Selama kurang lebih empat jam, pria tersebut bertahan di atas tower dalam situasi yang penuh risiko. Upaya awal dari tim Damkar Kota Batam belum membuahkan hasil, karena pelaku enggan turun dan kondisi semakin menegangkan.
Titik balik terjadi saat anggota Brimob Polda Kepri, Bharatu Renaldi, mengambil alih pendekatan.
Dengan komunikasi yang tenang, empati, serta strategi negosiasi yang tepat, ia perlahan membangun kepercayaan hingga akhirnya pelaku bersedia turun.
Proses evakuasi berlangsung penuh kehati-hatian, mengingat risiko tinggi dari ketinggian. Berkat kesigapan dan profesionalisme petugas, pria tersebut berhasil diturunkan dalam keadaan selamat.
Situasi sempat memanas ketika sejumlah warga yang emosi mencoba melampiaskan kemarahan.
Namun aparat kepolisian bergerak cepat mengendalikan keadaan dan langsung mengamankan pelaku ke dalam mobil petugas untuk mencegah aksi main hakim sendiri.
Wakapolsek Batuaji, Iptu Andi Pakpahan, membenarkan peristiwa tersebut. Ia menyampaikan bahwa pria itu kini telah diamankan dan tengah menjalani proses penyelidikan. Selain itu, ambulans dari Puskesmas Batu Aji juga disiagakan sebagai langkah antisipasi medis.
Aksi yang ditunjukkan Bharatu Renaldi menuai apresiasi luas dari masyarakat Batam.
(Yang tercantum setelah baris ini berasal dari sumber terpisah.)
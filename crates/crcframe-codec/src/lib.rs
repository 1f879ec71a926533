//! Versioned, typed binary framing with a CRC-32 integrity check.
//!
//! Every frame is laid out big-endian as:
//! - A 1-byte version
//! - A 1-byte kind tag
//! - A 2-byte payload length
//! - The payload
//! - A 4-byte CRC-32 (IEEE) over everything before it
//!
//! [`encode`] and [`decode`] are pure functions over in-memory buffers.
//! [`FrameReader`] and [`FrameWriter`] move single frames over blocking
//! streams, and the `async` feature adds a `tokio_util` codec.

pub mod codec;
pub mod error;
#[cfg(feature = "async")]
pub mod framed;
pub mod reader;
pub mod writer;

pub use codec::{
    checksum, decode, decode_exact, decode_frame, decode_prefix, encode, encode_into, peek_header,
    Frame, FrameConfig, Header, CHECKSUM_SIZE, FRAME_OVERHEAD, HEADER_SIZE, MAX_PAYLOAD,
};
pub use error::{FrameError, Result};
#[cfg(feature = "async")]
pub use framed::FrameCodec;
pub use reader::FrameReader;
pub use writer::FrameWriter;
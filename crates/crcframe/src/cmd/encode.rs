use std::fs;

use crcframe_codec::{encode, Frame};

use crate::cmd::EncodeArgs;
use crate::exit::{frame_error, io_error, CliError, CliResult, SUCCESS, USAGE};
use crate::output::{print_wire, OutputFormat};

pub fn run(args: EncodeArgs, format: OutputFormat) -> CliResult<i32> {
    let payload = resolve_payload(&args)?;
    let frame = Frame::new(args.frame_version, args.kind, payload);
    let wire = encode(&frame).map_err(|err| frame_error("encode failed", err))?;

    tracing::debug!(
        version = frame.version,
        kind = frame.kind,
        size = frame.payload.len(),
        wire_size = wire.len(),
        "encoded frame"
    );

    match &args.out {
        Some(path) => {
            fs::write(path, &wire)
                .map_err(|err| io_error(&format!("failed writing {}", path.display()), err))?;
            tracing::info!(path = %path.display(), bytes = wire.len(), "frame written");
        }
        None => print_wire(&wire, format),
    }

    Ok(SUCCESS)
}

fn resolve_payload(args: &EncodeArgs) -> CliResult<Vec<u8>> {
    if let Some(data) = &args.data {
        return Ok(data.as_bytes().to_vec());
    }
    if let Some(text) = &args.hex {
        return parse_hex(text);
    }
    if let Some(path) = &args.file {
        return fs::read(path)
            .map_err(|err| io_error(&format!("failed reading {}", path.display()), err));
    }
    Ok(Vec::new())
}

/// Decode hex text, ignoring whitespace and an optional `0x` prefix.
pub fn parse_hex(text: &str) -> CliResult<Vec<u8>> {
    let compact: String = text.split_whitespace().collect();
    let digits = compact
        .strip_prefix("0x")
        .or_else(|| compact.strip_prefix("0X"))
        .unwrap_or(&compact);
    hex::decode(digits).map_err(|err| CliError::new(USAGE, format!("invalid hex input: {err}")))
}
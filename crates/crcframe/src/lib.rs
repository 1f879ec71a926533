//! Versioned, typed binary frames with CRC-32 integrity checks.
//!
//! crcframe turns a `(version, kind, payload)` record into a self-describing
//! byte sequence and back, rejecting truncated or corrupted input.
//!
//! # Crate Structure
//!
//! - [`codec`] — Frame encoding/decoding, blocking reader/writer, and the
//!   `tokio_util` codec (behind `async` feature)

/// Re-export codec types.
pub mod codec {
    pub use crcframe_codec::*;
}

pub use crcframe_codec::{decode, encode, Frame, FrameError};
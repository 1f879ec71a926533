use std::io::{IsTerminal, Write};

use clap::ValueEnum;
use comfy_table::{presets::UTF8_FULL, ContentArrangement, Table};
use crcframe_codec::Frame;
use serde::Serialize;

#[derive(Clone, Debug, Copy, PartialEq, Eq, ValueEnum)]
pub enum OutputFormat {
    Json,
    Table,
    Pretty,
    Raw,
    Hex,
}

impl OutputFormat {
    pub fn default_for_stdout() -> Self {
        if std::io::stdout().is_terminal() {
            Self::Table
        } else {
            Self::Json
        }
    }
}

#[derive(Serialize)]
struct FrameOutput {
    version: u8,
    kind: u8,
    payload_size: usize,
    payload: String,
    payload_hex: String,
}

/// Print a decoded frame.
pub fn print_frame(frame: &Frame, format: OutputFormat) {
    match format {
        OutputFormat::Json => {
            let out = FrameOutput {
                version: frame.version,
                kind: frame.kind,
                payload_size: frame.payload.len(),
                payload: payload_preview(frame.payload.as_ref()),
                payload_hex: hex::encode(&frame.payload),
            };
            println!(
                "{}",
                serde_json::to_string(&out).unwrap_or_else(|_| "{}".to_string())
            );
        }
        OutputFormat::Table => {
            let mut table = Table::new();
            table
                .load_preset(UTF8_FULL)
                .set_content_arrangement(ContentArrangement::Dynamic)
                .set_header(vec!["VERSION", "KIND", "SIZE", "PAYLOAD"])
                .add_row(vec![
                    frame.version.to_string(),
                    frame.kind.to_string(),
                    frame.payload.len().to_string(),
                    payload_preview(frame.payload.as_ref()),
                ]);
            println!("{table}");
        }
        OutputFormat::Pretty => {
            println!(
                "version={} kind={} size={} payload={}",
                frame.version,
                frame.kind,
                frame.payload.len(),
                payload_preview(frame.payload.as_ref())
            );
        }
        OutputFormat::Raw => print_raw(frame.payload.as_ref()),
        OutputFormat::Hex => println!("{}", hex::encode(&frame.payload)),
    }
}

/// Write wire bytes to stdout: hex text for `--format hex`, raw bytes otherwise.
pub fn print_wire(wire: &[u8], format: OutputFormat) {
    match format {
        OutputFormat::Hex => println!("{}", hex::encode(wire)),
        _ => print_raw(wire),
    }
}

pub fn print_raw(data: &[u8]) {
    let mut out = std::io::stdout();
    let _ = out.write_all(data);
    let _ = out.flush();
}

fn payload_preview(payload: &[u8]) -> String {
    match std::str::from_utf8(payload) {
        Ok(text) => text.to_string(),
        Err(_) => format!("<binary {} bytes>", payload.len()),
    }
}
Warga menilai keberanian yang dibarengi pendekatan humanis menjadi kunci dalam menyelamatkan nyawa di tengah situasi genting.
Peristiwa ini menegaskan bahwa tugas aparat bukan hanya menegakkan hukum, tetapi juga menjaga keselamatan semua pihak. Keteladanan seperti ini menjadi cerminan nyata hadirnya negara di tengah masyarakat dalam situasi krisis.